Parliament was again assembled on the 4th of February, 1817, by Governor Gore, during the session of which an Act was passed providing for the representation of the commons of the counties of Wentworth and Halton in parliament; also an Act to establish a police in the towns of York, Sandwich, and Amherstburgh; an Act granting to His Majesty £2,578 for the administration of justice; £900 for the Lieutenant-Governor's Office; £737 for the Office of the Receiver General; £2,300 for the Surveyor General's Department; £650 for the Executive Council Office; £36 for the Crown Office; £90 for the Attorney General's Office; £400 for the Secretary's Office; £200 for the Registrar of the Province; £620 for the Inspector General's Office; £620 for pensions to wounded officers; £400 for four clergymen; £50 for one minister of the Gospel; £200 for repairs to Government House; and £500 for casual and incidental expenses; an Act to establish a market in the town of Niagara; an Act to repeal, amend and extend the Act granting pensions to persons disabled in the service, and to the widows and children of persons killed in war; an Act granting £1,576 0s. 8d. for the clerks and for the contingencies of the last session of parliament; an Act in part repealing and in part altering and amending an Act providing for the appointment of parish and town officers; an Act to continue the Act making provision for certain sheriffs; and an Act to enable the commissioner of gaol delivery and Oyer and Terminer to proceed, although the Court of King's Bench be sitting in the Home District, for which they are commissioned.

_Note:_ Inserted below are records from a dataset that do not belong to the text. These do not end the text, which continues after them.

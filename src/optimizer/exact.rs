//! Exact optimizer: enumerates free facilities, routes flow exactly.

use std::time::{Duration, Instant};

use tracing::{debug, trace};

use super::flow::min_cost_flow;
use super::types::{Optimizer, OptimizerError};
use crate::model::{FixedSet, Instance, Solution};

/// Built-in [`Optimizer`] for small and restricted instances.
///
/// Facilities fixed by the [`FixedSet`] keep their value. Every 0/1
/// assignment of the remaining free facilities is visited, starting
/// from "all free open", and costed as fixed opening cost plus the
/// optimal transport cost from [`min_cost_flow`]. Patterns whose open
/// capacity cannot cover the demand, or whose fixed opening cost alone
/// reaches the incumbent, are skipped without a flow solve.
///
/// The enumeration stops at the time budget once a feasible pattern is
/// known. Without a budget, or when the enumeration completes, the
/// result is optimal under the fixed set.
///
/// # Examples
///
/// ```
/// use u_facility::model::{FixedSet, Instance};
/// use u_facility::optimizer::{ExactOptimizer, Optimizer};
///
/// let inst = Instance::new(
///     vec![10.0, 50.0],
///     vec![100.0, 100.0],
///     vec![5.0],
///     vec![100.0],
///     vec![10.0],
///     vec![vec![1.0], vec![1.0]],
///     vec![vec![1.0]],
/// )
/// .unwrap();
///
/// let sol = ExactOptimizer::default().solve(&inst, None, None).unwrap();
/// assert_eq!(sol.open_i, vec![1, 0]);
/// assert!((sol.cost - 35.0).abs() < 1e-9);
///
/// let mut fixed = FixedSet::new();
/// fixed.fix_primary(0, false);
/// let sol = ExactOptimizer::default().solve(&inst, Some(&fixed), None).unwrap();
/// assert_eq!(sol.open_i, vec![0, 1]);
/// ```
/// Free facilities are enumerated through a `u64` mask.
const FREE_LIMIT: usize = 63;

#[derive(Debug, Clone)]
pub struct ExactOptimizer {
    /// Largest number of free facilities accepted per solve.
    max_free: usize,
}

impl Default for ExactOptimizer {
    fn default() -> Self {
        Self { max_free: 24 }
    }
}

impl ExactOptimizer {
    pub fn new() -> Self {
        Self::default()
    }

    pub fn with_max_free(mut self, n: usize) -> Self {
        self.max_free = n.min(FREE_LIMIT);
        self
    }

    pub fn max_free(&self) -> usize {
        self.max_free
    }
}

/// A free facility position inside the enumeration mask.
#[derive(Debug, Clone, Copy)]
enum Slot {
    Primary(usize),
    Secondary(usize),
}

impl Optimizer for ExactOptimizer {
    fn solve(
        &self,
        instance: &Instance,
        fixed: Option<&FixedSet>,
        time_limit: Option<Duration>,
    ) -> Result<Solution, OptimizerError> {
        let n_i = instance.primary_count();
        let n_j = instance.secondary_count();
        let deadline = time_limit.map(|t| Instant::now() + t);

        let mut open_i = vec![false; n_i];
        let mut open_j = vec![false; n_j];
        let mut free_i = vec![true; n_i];
        let mut free_j = vec![true; n_j];

        if let Some(fixed) = fixed {
            for (i, value) in fixed.primaries() {
                if i >= n_i {
                    return Err(OptimizerError::InvalidFixedSet {
                        kind: "primary",
                        index: i,
                    });
                }
                open_i[i] = value;
                free_i[i] = false;
            }
            for (j, value) in fixed.secondaries() {
                if j >= n_j {
                    return Err(OptimizerError::InvalidFixedSet {
                        kind: "secondary",
                        index: j,
                    });
                }
                open_j[j] = value;
                free_j[j] = false;
            }
        }

        let slots: Vec<Slot> = (0..n_i)
            .filter(|&i| free_i[i])
            .map(Slot::Primary)
            .chain((0..n_j).filter(|&j| free_j[j]).map(Slot::Secondary))
            .collect();

        let limit = self.max_free.min(FREE_LIMIT);
        if slots.len() > limit {
            return Err(OptimizerError::Solver(format!(
                "{} free facilities exceed the enumeration limit of {}",
                slots.len(),
                limit
            )));
        }
        let patterns: u64 = 1u64 << slots.len();

        let total_demand = instance.total_demand();
        let capacity_slack = 1e-6 * total_demand.max(1.0);
        let mut best: Option<(f64, Vec<bool>, Vec<bool>)> = None;
        let mut visited = 0usize;
        let mut truncated = false;

        for mask in (0..patterns).rev() {
            if let Some(deadline) = deadline {
                if best.is_some() && Instant::now() >= deadline {
                    truncated = true;
                    break;
                }
            }

            for (bit, slot) in slots.iter().enumerate() {
                let open = mask & (1u64 << bit) != 0;
                match *slot {
                    Slot::Primary(i) => open_i[i] = open,
                    Slot::Secondary(j) => open_j[j] = open,
                }
            }

            let cap_i: f64 = (0..n_i)
                .filter(|&i| open_i[i])
                .map(|i| instance.primary_capacity(i))
                .sum();
            let cap_j: f64 = (0..n_j)
                .filter(|&j| open_j[j])
                .map(|j| instance.secondary_capacity(j))
                .sum();
            if cap_i + capacity_slack < total_demand || cap_j + capacity_slack < total_demand {
                continue;
            }

            let fixed_cost: f64 = (0..n_i)
                .filter(|&i| open_i[i])
                .map(|i| instance.primary_cost(i))
                .sum::<f64>()
                + (0..n_j)
                    .filter(|&j| open_j[j])
                    .map(|j| instance.secondary_cost(j))
                    .sum::<f64>();
            if matches!(best, Some((cost, _, _)) if fixed_cost >= cost) {
                continue;
            }

            visited += 1;
            let Some(transport) = min_cost_flow(instance, &open_i, &open_j) else {
                continue;
            };
            let cost = fixed_cost + transport;
            if best.as_ref().is_none_or(|(b, _, _)| cost < *b) {
                trace!(cost, mask, "exact optimizer: new incumbent");
                best = Some((cost, open_i.clone(), open_j.clone()));
            }
        }

        let (cost, best_i, best_j) = best.ok_or(OptimizerError::Infeasible)?;
        debug!(
            free = slots.len(),
            visited, truncated, cost, "exact optimizer finished"
        );

        Ok(Solution::new(
            cost,
            best_i.into_iter().map(u8::from).collect(),
            best_j.into_iter().map(u8::from).collect(),
        ))
    }
}

#[cfg(test)]
mod tests {
    use super::*;

    /// 2 primaries, 2 secondaries, 2 customers.
    fn small() -> Instance {
        Instance::new(
            vec![100.0, 80.0],
            vec![30.0, 30.0],
            vec![20.0, 60.0],
            vec![30.0, 30.0],
            vec![10.0, 15.0],
            vec![vec![1.0, 2.0], vec![3.0, 1.0]],
            vec![vec![2.0, 2.0], vec![1.0, 1.0]],
        )
        .unwrap()
    }

    fn brute_force(inst: &Instance) -> f64 {
        let mut best = f64::INFINITY;
        for mi in 0..4u8 {
            for mj in 0..4u8 {
                let oi = [mi & 1 != 0, mi & 2 != 0];
                let oj = [mj & 1 != 0, mj & 2 != 0];
                if let Some(t) = min_cost_flow(inst, &oi, &oj) {
                    let fixed: f64 = (0..2)
                        .filter(|&i| oi[i])
                        .map(|i| inst.primary_cost(i))
                        .sum::<f64>()
                        + (0..2)
                            .filter(|&j| oj[j])
                            .map(|j| inst.secondary_cost(j))
                            .sum::<f64>();
                    best = best.min(fixed + t);
                }
            }
        }
        best
    }

    #[test]
    fn test_unrestricted_matches_brute_force() {
        let inst = small();
        let sol = ExactOptimizer::default().solve(&inst, None, None).unwrap();
        assert!((sol.cost - brute_force(&inst)).abs() < 1e-9);
        assert_eq!(sol.open_i, vec![0, 1]);
        assert_eq!(sol.open_j, vec![0, 1]);
        // 80 + 60 + 25 * (1 + 1)
        assert!((sol.cost - 190.0).abs() < 1e-9, "got {}", sol.cost);
    }

    #[test]
    fn test_fixed_values_are_echoed() {
        let inst = small();
        let fixed = FixedSet::from_pattern(&[1, 1], &[0, 1]);
        let sol = ExactOptimizer::default()
            .solve(&inst, Some(&fixed), None)
            .unwrap();
        assert_eq!(sol.open_i, vec![1, 1]);
        assert_eq!(sol.open_j, vec![0, 1]);
        // 180 + 60 + 25 * (1 + 1) via primary 1 -> secondary 1
        assert!((sol.cost - 290.0).abs() < 1e-9, "got {}", sol.cost);
    }

    #[test]
    fn test_infeasible_fixed_set() {
        let inst = small();
        let mut fixed = FixedSet::new();
        fixed.fix_secondary(0, false);
        fixed.fix_secondary(1, false);
        let err = ExactOptimizer::default()
            .solve(&inst, Some(&fixed), None)
            .unwrap_err();
        assert_eq!(err, OptimizerError::Infeasible);
    }

    #[test]
    fn test_unknown_index() {
        let inst = small();
        let mut fixed = FixedSet::new();
        fixed.fix_primary(7, true);
        let err = ExactOptimizer::default()
            .solve(&inst, Some(&fixed), None)
            .unwrap_err();
        assert_eq!(
            err,
            OptimizerError::InvalidFixedSet {
                kind: "primary",
                index: 7
            }
        );
    }

    #[test]
    fn test_free_limit() {
        let inst = small();
        let err = ExactOptimizer::new()
            .with_max_free(3)
            .solve(&inst, None, None)
            .unwrap_err();
        assert!(matches!(err, OptimizerError::Solver(_)));
    }

    #[test]
    fn test_free_limit_is_capped() {
        let optimizer = ExactOptimizer::new().with_max_free(65);
        assert_eq!(optimizer.max_free(), 63);

        // 64 primaries plus one secondary, all free.
        let inst = Instance::new(
            vec![1.0; 64],
            vec![1.0; 64],
            vec![1.0],
            vec![100.0],
            vec![1.0],
            vec![vec![1.0]; 64],
            vec![vec![1.0]],
        )
        .unwrap();
        let err = optimizer
            .solve(&inst, None, Some(Duration::from_millis(50)))
            .unwrap_err();
        assert!(matches!(err, OptimizerError::Solver(_)));

        let unclamped = ExactOptimizer { max_free: 65 };
        let err = unclamped
            .solve(&inst, None, Some(Duration::from_millis(50)))
            .unwrap_err();
        assert!(matches!(err, OptimizerError::Solver(_)));
    }

    #[test]
    fn test_zero_budget_still_returns_feasible() {
        let inst = small();
        let sol = ExactOptimizer::default()
            .solve(&inst, None, Some(Duration::ZERO))
            .unwrap();
        // First visited pattern opens everything.
        assert_eq!(sol.open_i, vec![1, 1]);
        assert_eq!(sol.open_j, vec![1, 1]);
        assert!(sol.cost >= brute_force(&inst) - 1e-9);
    }
}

This parliament was prorogued suddenly and unexpectedly, on the 7th of April, 1817. The sudden prorogation was resorted to because the Assembly had, on the 3rd of April, resolved itself into a committee of the whole to take into consideration the state of the province. The propriety or expediency of preventing immigration from the United States, was to be discussed; the management of the Post Office establishment was to be examined into; the manner of the disposal of the Crown and Clergy Reserves was to be looked at; and the granting lands to the volunteer flank companies, and the incorporated militia who served during the late war, was to be investigated. It was resolved to present an address to the Lieutenant-Governor, requesting him to inform the Assembly, whether any orders had been received from England, making an allotment of lands to the volunteer and incorporated militia, who served during the war. The Assembly further resolved that an Act had been passed in the reign of George the Second, for naturalizing such foreign protestants as were then or should thereafter be settled in any of His Majesty's colonies in North America; that an Act had been passed in the thirtieth year of the reign of George the Third, for encouraging new settlers in His Majesty's North American colonies; and that these Acts were expressly enacted for facilitating and encouraging the settlement of His Majesty's American dominions.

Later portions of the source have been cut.